### DATA FOR REVIEW
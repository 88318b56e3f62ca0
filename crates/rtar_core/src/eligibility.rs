//! Decides whether and how to answer each comment.

use std::collections::HashSet;
use std::sync::Arc;
use std::sync::atomic::{AtomicU64, Ordering};

use rand::Rng;

use crate::blocklist::BlockCheck;
use crate::message::{Message, MessageClass};
use crate::presets::PresetStore;

/// Why a message was skipped
#[derive(Debug, Clone, Copy, PartialEq, Eq)]
pub enum SkipReason {
    Duplicate,
    Blocked,
    Backlog,
    System,
    RateLimited,
}

/// Outcome of the eligibility check
#[derive(Debug, Clone, Copy, PartialEq, Eq)]
pub enum Decision {
    Skip(SkipReason),
    /// Answer from the template set of this class
    RespondPreset(MessageClass),
    RespondGenerate,
}

impl Decision {
    pub fn is_skip(&self) -> bool {
        matches!(self, Self::Skip(_))
    }
}

/// Ids of every message already answered or queued for an answer.
///
/// Lives for the whole process and is never persisted.
#[derive(Debug, Default)]
pub struct DedupSet {
    ids: HashSet<String>,
}

impl DedupSet {
    pub fn contains(&self, id: &str) -> bool {
        self.ids.contains(id)
    }

    pub fn insert(&mut self, id: impl Into<String>) -> bool {
        self.ids.insert(id.into())
    }

    pub fn len(&self) -> usize {
        self.ids.len()
    }

    pub fn is_empty(&self) -> bool {
        self.ids.is_empty()
    }

    pub fn clear(&mut self) {
        self.ids.clear();
    }
}

/// Reply probability shared between the processing loop and the console
#[derive(Debug)]
pub struct ResponseRate(AtomicU64);

impl ResponseRate {
    pub fn new(rate: f64) -> Self {
        Self(AtomicU64::new(rate.clamp(0.0, 1.0).to_bits()))
    }

    pub fn get(&self) -> f64 {
        f64::from_bits(self.0.load(Ordering::Relaxed))
    }

    /// Stores the value clamped to [0, 1] and returns what was stored
    pub fn set(&self, rate: f64) -> f64 {
        let rate = rate.clamp(0.0, 1.0);
        self.0.store(rate.to_bits(), Ordering::Relaxed);
        rate
    }
}

pub struct EligibilityFilter {
    dedup: DedupSet,
    blocklist: Arc<dyn BlockCheck>,
    presets: Arc<PresetStore>,
    response_rate: Arc<ResponseRate>,
    history_cutoff_secs: f64,
}

impl std::fmt::Debug for EligibilityFilter {
    fn fmt(&self, f: &mut std::fmt::Formatter<'_>) -> std::fmt::Result {
        f.debug_struct("EligibilityFilter")
            .field("processed", &self.dedup.len())
            .field("response_rate", &self.response_rate.get())
            .field("history_cutoff_secs", &self.history_cutoff_secs)
            .finish()
    }
}

impl EligibilityFilter {
    pub fn new(
        blocklist: Arc<dyn BlockCheck>,
        presets: Arc<PresetStore>,
        response_rate: Arc<ResponseRate>,
        history_cutoff_secs: f64,
    ) -> Self {
        Self {
            dedup: DedupSet::default(),
            blocklist,
            presets,
            response_rate,
            history_cutoff_secs,
        }
    }

    /// Decide how to treat `message`, first matching rule wins.
    ///
    /// `connected_at` is the epoch time of the current stream connection.
    /// Any non-skip decision records the id before returning, so a redelivery
    /// of the same event is skipped even while its reply is still pending.
    pub fn decide<R: Rng + ?Sized>(
        &mut self,
        message: &Message,
        connected_at: f64,
        rng: &mut R,
    ) -> Decision {
        let decision = self.evaluate(message, connected_at, rng);
        if !decision.is_skip() {
            self.dedup.insert(message.id.clone());
        }
        decision
    }

    fn evaluate<R: Rng + ?Sized>(
        &self,
        message: &Message,
        connected_at: f64,
        rng: &mut R,
    ) -> Decision {
        if self.dedup.contains(&message.id) {
            return Decision::Skip(SkipReason::Duplicate);
        }

        if message
            .blockable_sender()
            .is_some_and(|id| self.blocklist.is_blocked(id))
        {
            return Decision::Skip(SkipReason::Blocked);
        }

        if message.timestamp < connected_at + self.history_cutoff_secs {
            return Decision::Skip(SkipReason::Backlog);
        }

        if message.class == MessageClass::System {
            return Decision::Skip(SkipReason::System);
        }

        if let Some(kind) = message.class.preset_kind() {
            if self.presets.has_templates(kind) {
                return Decision::RespondPreset(message.class);
            }
        }

        if rng.random::<f64>() < self.response_rate.get() {
            Decision::RespondGenerate
        } else {
            Decision::Skip(SkipReason::RateLimited)
        }
    }

    pub fn processed_count(&self) -> usize {
        self.dedup.len()
    }

    pub fn clear_history(&mut self) {
        self.dedup.clear();
    }

    pub fn presets(&self) -> &Arc<PresetStore> {
        &self.presets
    }
}

#[cfg(test)]
mod tests {
    use super::*;
    use crate::presets::PresetSet;
    use parking_lot::Mutex;
    use pretty_assertions::assert_eq;
    use rand::SeedableRng;
    use rand::rngs::StdRng;

    #[derive(Default)]
    struct MemoryBlocklist(Mutex<HashSet<String>>);

    impl BlockCheck for MemoryBlocklist {
        fn is_blocked(&self, sender_id: &str) -> bool {
            self.0.lock().contains(sender_id)
        }
    }

    fn message(id: &str, class: MessageClass, ts: f64) -> Message {
        Message {
            id: id.to_string(),
            sender_name: "Alice".to_string(),
            sender_id: Some("v1".to_string()),
            text: "hello".to_string(),
            timestamp: ts,
            class,
            is_self: false,
        }
    }

    fn join_presets() -> Arc<PresetStore> {
        Arc::new(PresetStore::from_sets([(
            "join".to_string(),
            PresetSet {
                description: String::new(),
                replies: vec!["Welcome {username}".to_string()],
            },
        )]))
    }

    fn filter_with(
        blocklist: Arc<MemoryBlocklist>,
        presets: Arc<PresetStore>,
        rate: f64,
    ) -> EligibilityFilter {
        EligibilityFilter::new(blocklist, presets, Arc::new(ResponseRate::new(rate)), 5.0)
    }

    #[test]
    fn test_duplicate_is_skipped() {
        let mut filter = filter_with(Default::default(), join_presets(), 1.0);
        let mut rng = StdRng::seed_from_u64(7);
        let msg = message("m1", MessageClass::User, 2000.0);

        assert_eq!(filter.decide(&msg, 1000.0, &mut rng), Decision::RespondGenerate);
        assert_eq!(
            filter.decide(&msg, 1000.0, &mut rng),
            Decision::Skip(SkipReason::Duplicate)
        );
    }

    #[test]
    fn test_duplicate_of_preset_is_skipped() {
        let mut filter = filter_with(Default::default(), join_presets(), 0.0);
        let mut rng = StdRng::seed_from_u64(7);
        let msg = message("j1", MessageClass::Join, 2000.0);

        assert_eq!(
            filter.decide(&msg, 1000.0, &mut rng),
            Decision::RespondPreset(MessageClass::Join)
        );
        assert!(filter.decide(&msg, 1000.0, &mut rng).is_skip());
    }

    #[test]
    fn test_skipped_message_is_not_recorded() {
        let mut filter = filter_with(Default::default(), join_presets(), 0.0);
        let mut rng = StdRng::seed_from_u64(7);
        let msg = message("m1", MessageClass::User, 2000.0);

        assert_eq!(
            filter.decide(&msg, 1000.0, &mut rng),
            Decision::Skip(SkipReason::RateLimited)
        );
        assert_eq!(filter.processed_count(), 0);
    }

    #[test]
    fn test_blocked_sender_skipped_at_full_rate() {
        let blocklist = Arc::new(MemoryBlocklist::default());
        blocklist.0.lock().insert("v123".to_string());
        let mut filter = filter_with(blocklist, join_presets(), 1.0);
        let mut rng = StdRng::seed_from_u64(7);

        let mut msg = message("m1", MessageClass::User, 2000.0);
        msg.sender_id = Some("v123".to_string());
        assert_eq!(
            filter.decide(&msg, 1000.0, &mut rng),
            Decision::Skip(SkipReason::Blocked)
        );
    }

    #[test]
    fn test_history_cutoff() {
        let mut filter = filter_with(Default::default(), join_presets(), 1.0);
        let mut rng = StdRng::seed_from_u64(7);

        let early = message("early", MessageClass::User, 1002.0);
        assert_eq!(
            filter.decide(&early, 1000.0, &mut rng),
            Decision::Skip(SkipReason::Backlog)
        );

        let later = message("later", MessageClass::User, 1006.0);
        assert_eq!(filter.decide(&later, 1000.0, &mut rng), Decision::RespondGenerate);
    }

    #[test]
    fn test_system_messages_skipped() {
        let mut filter = filter_with(Default::default(), join_presets(), 1.0);
        let mut rng = StdRng::seed_from_u64(7);
        let msg = message("s1", MessageClass::System, 2000.0);
        assert_eq!(
            filter.decide(&msg, 1000.0, &mut rng),
            Decision::Skip(SkipReason::System)
        );
    }

    #[test]
    fn test_join_uses_preset_never_generate() {
        let mut filter = filter_with(Default::default(), join_presets(), 1.0);
        let mut rng = StdRng::seed_from_u64(7);
        let msg = message("j1", MessageClass::Join, 2000.0);
        assert_eq!(
            filter.decide(&msg, 1000.0, &mut rng),
            Decision::RespondPreset(MessageClass::Join)
        );
    }

    #[test]
    fn test_preset_class_without_templates_falls_through() {
        let mut filter = filter_with(Default::default(), join_presets(), 1.0);
        let mut rng = StdRng::seed_from_u64(7);
        let msg = message("l1", MessageClass::Like, 2000.0);
        assert_eq!(filter.decide(&msg, 1000.0, &mut rng), Decision::RespondGenerate);
    }

    #[test]
    fn test_unknown_class_treated_as_user() {
        let mut filter = filter_with(Default::default(), join_presets(), 1.0);
        let mut rng = StdRng::seed_from_u64(7);
        let msg = message("u1", MessageClass::Unknown, 2000.0);
        assert_eq!(filter.decide(&msg, 1000.0, &mut rng), Decision::RespondGenerate);
    }

    #[test]
    fn test_empty_sender_id_is_not_checked() {
        let blocklist = Arc::new(MemoryBlocklist::default());
        blocklist.0.lock().insert(String::new());
        let mut filter = filter_with(blocklist, join_presets(), 1.0);
        let mut rng = StdRng::seed_from_u64(7);

        let mut msg = message("m1", MessageClass::User, 2000.0);
        msg.sender_id = Some(String::new());
        assert_eq!(filter.decide(&msg, 1000.0, &mut rng), Decision::RespondGenerate);
    }

    #[test]
    fn test_response_rate_clamps() {
        let rate = ResponseRate::new(3.0);
        assert_eq!(rate.get(), 1.0);
        assert_eq!(rate.set(-0.5), 0.0);
    }
}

### EXERCISE OBJECTIVE
Transcribe the records above exactly, but only from the line that contains "let rate = ResponseRate::new(3.0);" through their final line, inclusive.

### SOLUTION TO THIS EXERCISE
        let rate = ResponseRate::new(3.0);
        assert_eq!(rate.get(), 1.0);
        assert_eq!(rate.set(-0.5), 0.0);
    }
}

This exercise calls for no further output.